Among the lines below, keep only those from the one containing "filename src/solver/output.rs" through the one containing "const SITE_STYLE: &str", and reproduce them exactly.
══ Data ══
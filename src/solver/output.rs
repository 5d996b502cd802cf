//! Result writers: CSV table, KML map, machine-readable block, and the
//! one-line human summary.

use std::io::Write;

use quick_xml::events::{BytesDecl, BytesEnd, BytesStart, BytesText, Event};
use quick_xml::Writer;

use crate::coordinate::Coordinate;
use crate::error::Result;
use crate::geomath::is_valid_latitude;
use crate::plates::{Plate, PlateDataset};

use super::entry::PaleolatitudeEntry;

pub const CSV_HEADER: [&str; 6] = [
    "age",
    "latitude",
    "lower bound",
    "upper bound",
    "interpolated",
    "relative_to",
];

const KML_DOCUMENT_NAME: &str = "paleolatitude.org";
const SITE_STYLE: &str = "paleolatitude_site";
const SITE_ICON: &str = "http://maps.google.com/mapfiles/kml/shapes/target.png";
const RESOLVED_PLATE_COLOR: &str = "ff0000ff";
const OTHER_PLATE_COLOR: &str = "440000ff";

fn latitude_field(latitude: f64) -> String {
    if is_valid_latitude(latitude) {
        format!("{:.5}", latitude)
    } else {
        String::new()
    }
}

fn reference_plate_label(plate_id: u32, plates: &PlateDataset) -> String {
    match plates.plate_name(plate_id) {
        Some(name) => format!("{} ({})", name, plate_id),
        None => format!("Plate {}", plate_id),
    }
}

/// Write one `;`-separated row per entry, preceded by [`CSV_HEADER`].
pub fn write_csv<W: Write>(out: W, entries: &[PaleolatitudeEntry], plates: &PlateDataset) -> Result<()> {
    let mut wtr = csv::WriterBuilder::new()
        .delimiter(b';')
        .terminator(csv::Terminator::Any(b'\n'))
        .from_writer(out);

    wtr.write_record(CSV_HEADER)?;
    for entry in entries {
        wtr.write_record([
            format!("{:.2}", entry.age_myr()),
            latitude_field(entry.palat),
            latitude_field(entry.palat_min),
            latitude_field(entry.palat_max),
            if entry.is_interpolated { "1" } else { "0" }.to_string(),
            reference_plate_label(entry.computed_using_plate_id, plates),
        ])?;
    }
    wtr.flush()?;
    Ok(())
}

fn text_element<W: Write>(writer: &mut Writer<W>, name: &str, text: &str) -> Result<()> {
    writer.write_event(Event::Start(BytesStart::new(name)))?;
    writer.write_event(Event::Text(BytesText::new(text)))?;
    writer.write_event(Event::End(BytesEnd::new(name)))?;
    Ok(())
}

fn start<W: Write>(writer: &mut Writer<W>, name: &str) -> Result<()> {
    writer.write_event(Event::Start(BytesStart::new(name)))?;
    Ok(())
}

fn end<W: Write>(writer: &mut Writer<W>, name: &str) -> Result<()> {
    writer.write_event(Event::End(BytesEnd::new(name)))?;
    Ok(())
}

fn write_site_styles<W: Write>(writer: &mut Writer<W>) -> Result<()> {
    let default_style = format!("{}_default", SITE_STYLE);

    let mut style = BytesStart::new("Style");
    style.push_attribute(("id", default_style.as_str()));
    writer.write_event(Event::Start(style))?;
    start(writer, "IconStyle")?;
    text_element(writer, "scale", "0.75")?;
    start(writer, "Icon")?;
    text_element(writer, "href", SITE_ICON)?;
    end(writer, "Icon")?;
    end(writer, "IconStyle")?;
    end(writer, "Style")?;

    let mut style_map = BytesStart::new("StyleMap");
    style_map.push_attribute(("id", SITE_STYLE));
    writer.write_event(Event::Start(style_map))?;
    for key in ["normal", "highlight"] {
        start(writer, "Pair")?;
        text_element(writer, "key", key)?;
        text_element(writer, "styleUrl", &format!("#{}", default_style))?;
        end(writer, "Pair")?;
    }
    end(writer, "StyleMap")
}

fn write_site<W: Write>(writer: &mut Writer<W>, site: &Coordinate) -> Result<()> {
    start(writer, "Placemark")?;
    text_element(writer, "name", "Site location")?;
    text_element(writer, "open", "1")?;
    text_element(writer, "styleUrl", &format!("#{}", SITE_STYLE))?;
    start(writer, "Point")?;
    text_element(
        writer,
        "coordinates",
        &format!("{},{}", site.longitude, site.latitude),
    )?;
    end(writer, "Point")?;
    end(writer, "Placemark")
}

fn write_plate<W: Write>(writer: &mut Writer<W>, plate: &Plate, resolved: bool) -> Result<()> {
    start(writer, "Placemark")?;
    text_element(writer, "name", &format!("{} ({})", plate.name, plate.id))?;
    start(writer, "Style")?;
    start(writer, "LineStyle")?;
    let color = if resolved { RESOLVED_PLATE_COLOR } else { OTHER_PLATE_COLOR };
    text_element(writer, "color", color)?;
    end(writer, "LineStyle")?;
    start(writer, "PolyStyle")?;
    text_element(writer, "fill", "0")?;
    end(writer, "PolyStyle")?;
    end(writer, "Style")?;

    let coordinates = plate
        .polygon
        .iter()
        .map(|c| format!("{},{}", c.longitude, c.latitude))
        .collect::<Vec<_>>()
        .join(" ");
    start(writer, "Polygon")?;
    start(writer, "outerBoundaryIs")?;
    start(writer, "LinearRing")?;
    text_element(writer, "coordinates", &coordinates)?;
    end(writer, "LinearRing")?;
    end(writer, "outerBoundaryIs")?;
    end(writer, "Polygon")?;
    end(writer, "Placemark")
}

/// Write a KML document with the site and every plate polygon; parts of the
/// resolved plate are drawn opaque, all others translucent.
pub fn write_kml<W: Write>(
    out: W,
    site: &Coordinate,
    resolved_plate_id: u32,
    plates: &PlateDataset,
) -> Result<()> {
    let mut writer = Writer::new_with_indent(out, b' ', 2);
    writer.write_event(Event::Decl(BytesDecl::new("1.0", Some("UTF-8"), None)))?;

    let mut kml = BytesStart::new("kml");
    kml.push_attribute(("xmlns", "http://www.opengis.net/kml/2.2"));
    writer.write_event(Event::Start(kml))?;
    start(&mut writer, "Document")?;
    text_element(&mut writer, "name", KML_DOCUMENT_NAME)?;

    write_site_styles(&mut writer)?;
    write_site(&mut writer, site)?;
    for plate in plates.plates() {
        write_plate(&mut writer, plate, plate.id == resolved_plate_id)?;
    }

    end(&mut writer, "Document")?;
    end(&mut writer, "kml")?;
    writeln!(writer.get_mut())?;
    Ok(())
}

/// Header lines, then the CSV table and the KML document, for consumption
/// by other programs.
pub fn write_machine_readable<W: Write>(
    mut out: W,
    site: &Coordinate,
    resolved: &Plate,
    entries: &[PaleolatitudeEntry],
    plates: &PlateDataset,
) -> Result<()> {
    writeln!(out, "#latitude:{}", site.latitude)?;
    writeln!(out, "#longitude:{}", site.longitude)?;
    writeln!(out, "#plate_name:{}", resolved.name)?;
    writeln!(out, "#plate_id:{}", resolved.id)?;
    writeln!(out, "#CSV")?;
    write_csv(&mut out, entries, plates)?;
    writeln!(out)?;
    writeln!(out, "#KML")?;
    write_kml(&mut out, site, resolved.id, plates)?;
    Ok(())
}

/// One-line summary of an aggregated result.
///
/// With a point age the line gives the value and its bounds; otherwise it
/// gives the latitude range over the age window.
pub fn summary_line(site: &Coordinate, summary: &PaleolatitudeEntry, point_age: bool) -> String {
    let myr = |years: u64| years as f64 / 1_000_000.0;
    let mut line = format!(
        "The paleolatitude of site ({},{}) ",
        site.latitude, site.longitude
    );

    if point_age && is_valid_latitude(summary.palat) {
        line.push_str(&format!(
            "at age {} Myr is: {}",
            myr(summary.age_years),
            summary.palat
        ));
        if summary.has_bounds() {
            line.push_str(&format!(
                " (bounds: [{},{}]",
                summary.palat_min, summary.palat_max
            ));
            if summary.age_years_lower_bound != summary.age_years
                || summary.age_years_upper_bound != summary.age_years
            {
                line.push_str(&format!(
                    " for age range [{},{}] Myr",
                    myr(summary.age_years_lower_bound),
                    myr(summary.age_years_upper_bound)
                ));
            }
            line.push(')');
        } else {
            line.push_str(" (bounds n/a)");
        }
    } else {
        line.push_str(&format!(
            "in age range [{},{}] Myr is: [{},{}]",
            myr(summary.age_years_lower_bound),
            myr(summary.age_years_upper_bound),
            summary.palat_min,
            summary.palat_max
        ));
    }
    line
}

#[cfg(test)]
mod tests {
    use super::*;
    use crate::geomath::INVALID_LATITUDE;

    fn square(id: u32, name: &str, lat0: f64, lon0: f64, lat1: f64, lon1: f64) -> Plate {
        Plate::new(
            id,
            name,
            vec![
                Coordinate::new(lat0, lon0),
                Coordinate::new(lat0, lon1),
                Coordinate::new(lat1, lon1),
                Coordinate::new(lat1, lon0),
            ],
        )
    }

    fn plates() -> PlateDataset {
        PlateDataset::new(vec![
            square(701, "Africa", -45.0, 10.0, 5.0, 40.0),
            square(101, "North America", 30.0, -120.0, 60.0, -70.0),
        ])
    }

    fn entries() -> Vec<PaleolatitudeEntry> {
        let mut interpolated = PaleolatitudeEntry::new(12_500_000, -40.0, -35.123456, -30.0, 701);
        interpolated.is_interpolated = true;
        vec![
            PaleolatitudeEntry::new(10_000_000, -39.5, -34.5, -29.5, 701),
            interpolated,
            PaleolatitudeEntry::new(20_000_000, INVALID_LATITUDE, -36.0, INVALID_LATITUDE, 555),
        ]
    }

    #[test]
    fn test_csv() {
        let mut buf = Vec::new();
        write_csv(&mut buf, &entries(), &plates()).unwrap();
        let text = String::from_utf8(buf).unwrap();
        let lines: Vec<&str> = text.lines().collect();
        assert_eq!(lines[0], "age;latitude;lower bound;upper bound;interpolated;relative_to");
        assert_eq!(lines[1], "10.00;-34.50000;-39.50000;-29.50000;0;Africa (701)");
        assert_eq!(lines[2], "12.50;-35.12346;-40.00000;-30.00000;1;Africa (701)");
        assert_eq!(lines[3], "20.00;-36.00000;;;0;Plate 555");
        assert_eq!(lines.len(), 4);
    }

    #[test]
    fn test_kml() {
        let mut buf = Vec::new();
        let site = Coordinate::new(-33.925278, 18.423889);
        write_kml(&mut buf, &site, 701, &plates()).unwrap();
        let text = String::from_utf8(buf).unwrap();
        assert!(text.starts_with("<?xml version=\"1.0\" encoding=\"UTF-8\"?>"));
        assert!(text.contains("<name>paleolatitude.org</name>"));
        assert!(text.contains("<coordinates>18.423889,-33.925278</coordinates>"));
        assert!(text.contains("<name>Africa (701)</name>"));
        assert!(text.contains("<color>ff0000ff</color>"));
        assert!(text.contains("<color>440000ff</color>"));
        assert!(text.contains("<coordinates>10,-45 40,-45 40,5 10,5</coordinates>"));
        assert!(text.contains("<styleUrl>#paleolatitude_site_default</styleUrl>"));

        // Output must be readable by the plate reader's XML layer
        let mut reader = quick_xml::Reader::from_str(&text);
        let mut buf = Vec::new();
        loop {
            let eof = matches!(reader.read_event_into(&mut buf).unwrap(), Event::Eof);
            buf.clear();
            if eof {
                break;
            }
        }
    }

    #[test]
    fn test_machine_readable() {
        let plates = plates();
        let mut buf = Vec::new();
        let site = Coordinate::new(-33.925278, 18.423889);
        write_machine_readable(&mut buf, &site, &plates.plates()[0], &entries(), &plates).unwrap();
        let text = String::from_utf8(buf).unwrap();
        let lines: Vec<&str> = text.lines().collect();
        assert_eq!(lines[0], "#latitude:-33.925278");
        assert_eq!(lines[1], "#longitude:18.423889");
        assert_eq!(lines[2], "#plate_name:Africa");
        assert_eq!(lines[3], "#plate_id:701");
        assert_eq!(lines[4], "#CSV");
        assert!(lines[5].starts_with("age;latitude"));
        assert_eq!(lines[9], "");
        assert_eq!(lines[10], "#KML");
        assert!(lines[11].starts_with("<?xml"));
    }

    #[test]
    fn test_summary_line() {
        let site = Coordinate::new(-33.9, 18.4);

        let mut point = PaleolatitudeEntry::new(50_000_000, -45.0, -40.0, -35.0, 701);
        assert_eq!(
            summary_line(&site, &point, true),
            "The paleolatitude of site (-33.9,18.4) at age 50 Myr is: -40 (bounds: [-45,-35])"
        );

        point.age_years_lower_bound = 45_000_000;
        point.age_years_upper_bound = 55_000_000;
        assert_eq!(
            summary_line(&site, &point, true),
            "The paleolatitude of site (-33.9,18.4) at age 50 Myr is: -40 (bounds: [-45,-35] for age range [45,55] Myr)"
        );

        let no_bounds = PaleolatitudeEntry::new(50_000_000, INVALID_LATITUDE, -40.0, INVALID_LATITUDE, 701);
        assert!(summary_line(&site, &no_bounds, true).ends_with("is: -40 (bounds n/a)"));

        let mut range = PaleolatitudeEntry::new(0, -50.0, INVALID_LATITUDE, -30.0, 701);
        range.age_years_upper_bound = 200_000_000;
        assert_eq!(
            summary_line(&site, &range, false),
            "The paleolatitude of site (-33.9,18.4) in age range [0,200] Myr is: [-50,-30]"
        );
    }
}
═══
══ Data ══
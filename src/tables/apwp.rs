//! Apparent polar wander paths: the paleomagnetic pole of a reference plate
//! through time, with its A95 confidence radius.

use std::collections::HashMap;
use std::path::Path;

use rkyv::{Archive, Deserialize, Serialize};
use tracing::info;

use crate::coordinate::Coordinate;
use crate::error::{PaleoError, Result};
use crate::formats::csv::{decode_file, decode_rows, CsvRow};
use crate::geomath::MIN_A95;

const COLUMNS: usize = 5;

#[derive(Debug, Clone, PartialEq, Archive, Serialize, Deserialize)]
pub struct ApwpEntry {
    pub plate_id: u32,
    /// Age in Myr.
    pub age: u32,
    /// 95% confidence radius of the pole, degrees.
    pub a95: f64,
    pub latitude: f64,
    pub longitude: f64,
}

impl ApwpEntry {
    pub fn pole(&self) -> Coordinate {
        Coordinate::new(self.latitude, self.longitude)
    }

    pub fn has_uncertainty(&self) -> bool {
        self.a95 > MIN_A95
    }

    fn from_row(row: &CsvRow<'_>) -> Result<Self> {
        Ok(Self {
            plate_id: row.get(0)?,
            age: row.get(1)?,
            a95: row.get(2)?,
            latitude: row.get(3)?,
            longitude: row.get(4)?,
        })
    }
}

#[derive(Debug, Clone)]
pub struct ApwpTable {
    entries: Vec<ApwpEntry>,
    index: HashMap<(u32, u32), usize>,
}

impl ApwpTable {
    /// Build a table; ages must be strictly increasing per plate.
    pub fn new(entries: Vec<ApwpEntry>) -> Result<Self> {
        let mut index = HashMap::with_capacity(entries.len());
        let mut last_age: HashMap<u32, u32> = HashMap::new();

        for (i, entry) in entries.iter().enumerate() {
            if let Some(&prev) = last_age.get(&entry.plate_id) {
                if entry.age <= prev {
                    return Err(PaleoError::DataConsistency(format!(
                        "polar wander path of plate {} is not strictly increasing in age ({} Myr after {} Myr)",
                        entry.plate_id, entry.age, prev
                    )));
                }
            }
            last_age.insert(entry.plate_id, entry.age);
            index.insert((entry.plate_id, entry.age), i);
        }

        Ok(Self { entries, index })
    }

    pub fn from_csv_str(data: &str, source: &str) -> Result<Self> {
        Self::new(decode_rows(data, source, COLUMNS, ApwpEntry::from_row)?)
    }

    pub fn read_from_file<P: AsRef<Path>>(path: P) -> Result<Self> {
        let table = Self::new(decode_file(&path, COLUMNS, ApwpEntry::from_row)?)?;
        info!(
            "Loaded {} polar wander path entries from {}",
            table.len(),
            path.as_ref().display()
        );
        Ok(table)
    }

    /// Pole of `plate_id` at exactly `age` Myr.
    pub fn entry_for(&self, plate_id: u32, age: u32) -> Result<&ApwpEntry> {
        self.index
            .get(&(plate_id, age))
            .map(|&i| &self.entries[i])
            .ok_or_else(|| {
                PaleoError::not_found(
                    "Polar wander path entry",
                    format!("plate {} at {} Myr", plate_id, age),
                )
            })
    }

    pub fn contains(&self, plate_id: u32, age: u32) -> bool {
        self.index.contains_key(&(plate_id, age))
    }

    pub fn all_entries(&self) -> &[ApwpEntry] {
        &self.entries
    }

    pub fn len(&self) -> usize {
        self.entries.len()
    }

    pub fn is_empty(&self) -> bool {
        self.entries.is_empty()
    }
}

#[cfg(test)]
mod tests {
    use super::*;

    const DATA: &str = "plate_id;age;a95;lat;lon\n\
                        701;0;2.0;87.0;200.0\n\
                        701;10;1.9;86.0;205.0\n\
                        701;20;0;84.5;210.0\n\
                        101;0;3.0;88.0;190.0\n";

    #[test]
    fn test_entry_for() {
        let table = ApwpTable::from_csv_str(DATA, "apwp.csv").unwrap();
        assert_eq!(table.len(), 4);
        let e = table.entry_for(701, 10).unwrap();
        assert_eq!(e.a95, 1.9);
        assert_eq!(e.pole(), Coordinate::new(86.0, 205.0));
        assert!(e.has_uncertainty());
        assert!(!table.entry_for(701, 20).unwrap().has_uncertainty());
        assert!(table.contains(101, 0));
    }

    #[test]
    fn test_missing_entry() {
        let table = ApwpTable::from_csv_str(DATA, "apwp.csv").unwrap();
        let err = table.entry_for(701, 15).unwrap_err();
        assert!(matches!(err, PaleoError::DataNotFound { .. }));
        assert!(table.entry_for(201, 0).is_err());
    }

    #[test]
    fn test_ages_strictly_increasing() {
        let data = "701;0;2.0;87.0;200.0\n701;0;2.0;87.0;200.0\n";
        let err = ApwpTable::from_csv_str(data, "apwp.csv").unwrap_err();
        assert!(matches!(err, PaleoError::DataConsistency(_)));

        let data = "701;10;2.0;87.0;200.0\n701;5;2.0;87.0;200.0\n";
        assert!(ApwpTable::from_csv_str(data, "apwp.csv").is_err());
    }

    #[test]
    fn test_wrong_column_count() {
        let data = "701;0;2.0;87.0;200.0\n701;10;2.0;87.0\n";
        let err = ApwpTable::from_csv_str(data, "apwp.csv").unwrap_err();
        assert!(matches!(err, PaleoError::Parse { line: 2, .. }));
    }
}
═══
*Exercise answer:*
filename src/solver/output.rs
repository 5d996b502cd802cf
//! Result writers: CSV table, KML map, machine-readable block, and the
//! one-line human summary.

use std::io::Write;

use quick_xml::events::{BytesDecl, BytesEnd, BytesStart, BytesText, Event};
use quick_xml::Writer;

use crate::coordinate::Coordinate;
use crate::error::Result;
use crate::geomath::is_valid_latitude;
use crate::plates::{Plate, PlateDataset};

use super::entry::PaleolatitudeEntry;

pub const CSV_HEADER: [&str; 6] = [
    "age",
    "latitude",
    "lower bound",
    "upper bound",
    "interpolated",
    "relative_to",
];

const KML_DOCUMENT_NAME: &str = "paleolatitude.org";
const SITE_STYLE: &str = "paleolatitude_site";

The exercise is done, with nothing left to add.